Lexikon der Filmbegriffe

zeitbasierte Medien

engl.: time-based media; in engerem Verständnis auch: time-based art (TBA); der Begriff wurde wohl zum ersten Mal 1972 von dem englischen Videokünstler David Hall 1972 gebraucht, wurde aber erst im Rahmen der Videokunst-Ausstellungen populär

Viele Ausdrucksformen des Menschen sind zeitbasiert – von der Sprache über die Musik, vom Theater bis zum Radio, vom Film bis zur Performance-Kunst. Treten Medien als eine Repräsentation zwischen Performance und Rezeption, werden also die Aufführungen technisch aufbewahrt und die flüchtigen Akte wiederholter Rezeption zugänglich, spricht man von zeitbasierten Medien. Das ist einerseits von archivalischem und wissenschaftlichem Interesse (damit lassen sich Aufführungen aufbewahren und aus der Kette der alleinigen Rezeptionsberichte herausbrechen; und für Bühnenereignisse wird eine dokumentgeführte Aufführungsanalyse möglich), führt andererseits zu Kunstformen, die die Gestaltung der Zeit zu ihrem Kernanliegen machen. In einem weiten Sinne gehört der Film zu den zeitbasierten Medien; im engeren Sinne werden Videokunst, Ton-Dia-Show, Installationen oder auch computergestützte oder -geführte Spielszenarien dazugerechnet.
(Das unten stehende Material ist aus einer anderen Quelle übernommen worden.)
use kurbo::Affine;
use tracing::trace;

use crate::core::{DomainScale, GenomeDataset, GenomeFeature, GenomeTrack, PhysicalViewport, ViewState};
use crate::error::ViewportResult;
use crate::render::{
    Color, DrawingContext, LinePrimitive, RectPrimitive, RenderContext, RenderFrame,
    SurfaceHandle, TextPrimitive,
};

/// Average glyph advance as a fraction of the font size, used when no text
/// shaping backend is available to measure labels.
const GLYPH_ADVANCE_RATIO: f64 = 0.6;
const GRID_DIVISIONS: u32 = 10;

/// Layout constants and palette of the default genome track view.
///
/// Lengths are in logical pixels before the layout scale is applied.
#[derive(Debug, Clone, Copy, PartialEq)]
pub struct TrackPainterStyle {
    pub padding_x: f64,
    pub header_y: f64,
    pub track_start_y: f64,
    pub track_gap: f64,
    pub default_track_height: f64,
    pub grid_bottom_margin: f64,
    pub feature_corner_radius: f64,
    pub min_feature_width: f64,
    pub background: Color,
    pub title_color: Color,
    pub subtitle_color: Color,
    pub grid_color: Color,
    pub track_label_color: Color,
    pub guide_line_color: Color,
    pub default_feature_color: Color,
    pub label_background: Color,
    pub label_border: Color,
    pub label_text_color: Color,
}

impl Default for TrackPainterStyle {
    fn default() -> Self {
        Self {
            padding_x: crate::api::DEFAULT_PADDING_X,
            header_y: 28.0,
            track_start_y: 64.0,
            track_gap: 28.0,
            default_track_height: 18.0,
            grid_bottom_margin: 20.0,
            feature_corner_radius: 6.0,
            min_feature_width: 2.0,
            background: Color::rgb8(0xf8, 0xfa, 0xfc),
            title_color: Color::rgb8(0x0f, 0x17, 0x2a),
            subtitle_color: Color::rgb8(0x47, 0x55, 0x69),
            grid_color: Color::rgb8(0xe2, 0xe8, 0xf0),
            track_label_color: Color::rgb8(0x64, 0x74, 0x8b),
            guide_line_color: Color::rgb8(0xe5, 0xe7, 0xeb),
            default_feature_color: Color::rgb8(0x38, 0xbd, 0xf8),
            label_background: Color::rgb(1.0, 1.0, 1.0),
            label_border: Color::rgb8(0xe2, 0xe8, 0xf0),
            label_text_color: Color::rgb8(0x0f, 0x17, 0x2a),
        }
    }
}

/// Default draw routine for genome datasets: header, grid, one lane per
/// track with rounded feature bars and label chips.
#[derive(Debug, Clone, Copy, PartialEq, Default)]
pub struct GenomeTrackPainter {
    style: TrackPainterStyle,
}

impl GenomeTrackPainter {
    #[must_use]
    pub fn new(style: TrackPainterStyle) -> Self {
        Self { style }
    }

    #[must_use]
    pub fn style(&self) -> &TrackPainterStyle {
        &self.style
    }

    /// Text and chip sizes grow with tall viewports, capped at 1.4x.
    #[must_use]
    pub fn layout_scale(viewport: PhysicalViewport) -> f64 {
        (viewport.height / 400.0).clamp(1.0, 1.4)
    }

    /// Screen x of a domain position under `view`.
    #[must_use]
    pub fn screen_x(&self, dataset: &GenomeDataset, viewport: PhysicalViewport, view: ViewState, position: f64) -> f64 {
        let scale = self.band_scale(dataset, viewport);
        self.style.padding_x + view.offset_x + scale.domain_to_pixel(position) * view.scale
    }

    fn band_scale(&self, dataset: &GenomeDataset, viewport: PhysicalViewport) -> DomainScale {
        DomainScale::new(
            dataset.domain_length(),
            viewport.width - self.style.padding_x * 2.0,
            0.0,
        )
    }

    #[must_use]
    pub fn build_frame(&self, dataset: &GenomeDataset, viewport: PhysicalViewport, view: ViewState) -> RenderFrame {
        let style = &self.style;
        let layout = Self::layout_scale(viewport);
        let mut frame = RenderFrame::new(viewport.logical_size(), style.background);

        self.push_header(&mut frame, dataset, layout);
        self.push_grid(&mut frame, viewport, layout);

        let lanes = LaneGeometry {
            band: self.band_scale(dataset, viewport),
            viewport,
            view,
            layout,
        };
        let mut y = style.track_start_y * layout + view.offset_y;
        for track in &dataset.tracks {
            let track_height = track_height(track, style.default_track_height) * layout;
            self.push_track(&mut frame, &lanes, track, y, track_height);
            y += track_height + style.track_gap * layout;
        }

        trace!(
            primitives = frame.primitive_count(),
            rects = frame.rects.len(),
            lines = frame.lines.len(),
            texts = frame.texts.len(),
            "built genome track frame"
        );
        frame
    }

    /// Paints `render.data` in logical pixels.
    ///
    /// The transform is reset to the device-pixel-ratio scale first, so bars
    /// and text are not skewed by the surface's horizontal-only zoom.
    pub fn draw<C: DrawingContext + ?Sized>(
        &self,
        context: &mut C,
        render: &RenderContext<'_, GenomeDataset>,
    ) -> ViewportResult<()> {
        let Some(dataset) = render.data else {
            return Ok(());
        };
        context.set_transform(Affine::scale(render.viewport.device_pixel_ratio));
        let frame = self.build_frame(dataset, render.viewport, render.view_state);
        context.render(&frame)
    }

    /// Adapts the painter to the draw-callback shape of `RenderSurface`.
    pub fn into_draw_callback<C: DrawingContext>(
        self,
    ) -> impl FnMut(&mut C, &SurfaceHandle, &RenderContext<'_, GenomeDataset>) -> ViewportResult<()> + 'static
    {
        move |context: &mut C, _surface: &SurfaceHandle, render: &RenderContext<'_, GenomeDataset>| {
            self.draw(context, render)
        }
    }

    fn push_header(&self, frame: &mut RenderFrame, dataset: &GenomeDataset, layout: f64) {
        let style = &self.style;
        let header_y = style.header_y * layout;
        frame.texts.push(
            TextPrimitive::new(
                "Genome length",
                style.padding_x,
                header_y - 6.0 * layout,
                14.0 * layout,
                style.title_color,
            )
            .bold(),
        );
        frame.texts.push(TextPrimitive::new(
            format!("{} bp", format_thousands(dataset.length)),
            style.padding_x,
            header_y + 10.0 * layout,
            12.0 * layout,
            style.subtitle_color,
        ));
    }

    fn push_grid(&self, frame: &mut RenderFrame, viewport: PhysicalViewport, layout: f64) {
        let style = &self.style;
        let step = (viewport.width - style.padding_x * 2.0) / f64::from(GRID_DIVISIONS);
        let top = style.track_start_y * layout - 16.0 * layout;
        let bottom = viewport.height - style.grid_bottom_margin;
        for index in 0..=GRID_DIVISIONS {
            let x = style.padding_x + f64::from(index) * step;
            frame
                .lines
                .push(LinePrimitive::new(x, top, x, bottom, 1.0, style.grid_color));
        }
    }

    fn push_track(
        &self,
        frame: &mut RenderFrame,
        lanes: &LaneGeometry,
        track: &GenomeTrack,
        y: f64,
        track_height: f64,
    ) {
        let style = &self.style;
        let LaneGeometry {
            band,
            viewport,
            view,
            layout,
        } = *lanes;
        let name = track.display_name();
        if !name.is_empty() {
            frame.texts.push(TextPrimitive::new(
                name,
                style.padding_x,
                y - 10.0 * layout,
                12.0 * layout,
                style.track_label_color,
            ));
        }

        let guide_y = y + track_height / 2.0;
        frame.lines.push(LinePrimitive::new(
            style.padding_x,
            guide_y,
            viewport.width - style.padding_x,
            guide_y,
            1.0,
            style.guide_line_color,
        ));

        for feature in &track.features {
            if !feature.start.is_finite() || !feature.end.is_finite() {
                continue;
            }
            let x = style.padding_x + view.offset_x + band.domain_to_pixel(feature.start) * view.scale;
            let width = (band.span_to_width(feature.start, feature.end, 0.0) * view.scale)
                .max(style.min_feature_width);
            if !x.is_finite() || !width.is_finite() {
                continue;
            }
            let radius = style.feature_corner_radius.min(track_height / 2.0);
            frame.rects.push(
                RectPrimitive::new(x, y, width, track_height, self.feature_color(feature))
                    .with_corner_radius(radius),
            );

            if let Some(label) = feature.chip_text() {
                self.push_label_chip(frame, label, x, y + track_height, layout);
            }
        }
    }

    fn push_label_chip(&self, frame: &mut RenderFrame, label: &str, bar_x: f64, bar_bottom: f64, layout: f64) {
        let style = &self.style;
        let font_size = 11.0 * layout;
        let padding_x = 6.0 * layout;
        let padding_y = 3.0 * layout;
        let chip_width = estimate_text_width(label, font_size) + padding_x * 2.0;
        let chip_height = 16.0 * layout + padding_y;
        let chip_x = bar_x + 6.0 * layout;
        let chip_y = bar_bottom + 6.0 * layout;

        frame.rects.push(
            RectPrimitive::new(chip_x, chip_y, chip_width, chip_height, style.label_background)
                .with_border(1.0, style.label_border)
                .with_corner_radius(6.0 * layout),
        );
        frame.texts.push(
            TextPrimitive::new(
                label,
                chip_x + padding_x,
                chip_y + 12.0 * layout,
                font_size,
                style.label_text_color,
            )
            .bold(),
        );
    }

    fn feature_color(&self, feature: &GenomeFeature) -> Color {
        feature
            .color
            .as_deref()
            .and_then(|hex| Color::from_hex(hex).ok())
            .unwrap_or(self.style.default_feature_color)
    }
}

/// Per-frame values shared by every lane.
#[derive(Clone, Copy)]
struct LaneGeometry {
    band: DomainScale,
    viewport: PhysicalViewport,
    view: ViewState,
    layout: f64,
}

fn track_height(track: &GenomeTrack, default_height: f64) -> f64 {
    track
        .height
        .filter(|height| height.is_finite() && *height >= 0.0)
        .unwrap_or(default_height)
}

fn estimate_text_width(text: &str, font_size: f64) -> f64 {
    text.chars().count() as f64 * font_size * GLYPH_ADVANCE_RATIO
}

/// Formats a length with `,` thousands separators, dropping fractions.
fn format_thousands(value: f64) -> String {
    if !value.is_finite() {
        return "0".to_owned();
    }
    let rounded = value.round() as i64;
    let digits = rounded.unsigned_abs().to_string();
    let mut grouped = String::with_capacity(digits.len() + digits.len() / 3 + 1);
    if rounded < 0 {
        grouped.push('-');
    }
    for (index, digit) in digits.chars().enumerate() {
        if index > 0 && (digits.len() - index) % 3 == 0 {
            grouped.push(',');
        }
        grouped.push(digit);
    }
    grouped
}

#[cfg(test)]
mod tests {
    use super::format_thousands;

    #[test]
    fn thousands_are_grouped() {
        assert_eq!(format_thousands(12_000.0), "12,000");
        assert_eq!(format_thousands(999.0), "999");
        assert_eq!(format_thousands(1_234_567.4), "1,234,567");
        assert_eq!(format_thousands(-4_500.0), "-4,500");
        assert_eq!(format_thousands(f64::NAN), "0");
    }
}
Vor allem interaktive Handlungsszenarien, die den Rezipienten als Akteur in einem technisch-medial vorformatierten Handlungsraum konstruieren, sondern lassen sich in ihren verschiedenen Verlaufsformen dokumentieren. In der Medientheorie wurde vor allem der Archiv-Aspekt derartiger Medien herausgearbeitet.

Literatur: Ernst, Wolfgang: Das Gesetz des Gedächtnisses. Medien und Archive am Ende (des 20. Jahrhunderts). Berlin: Kadmos 2007.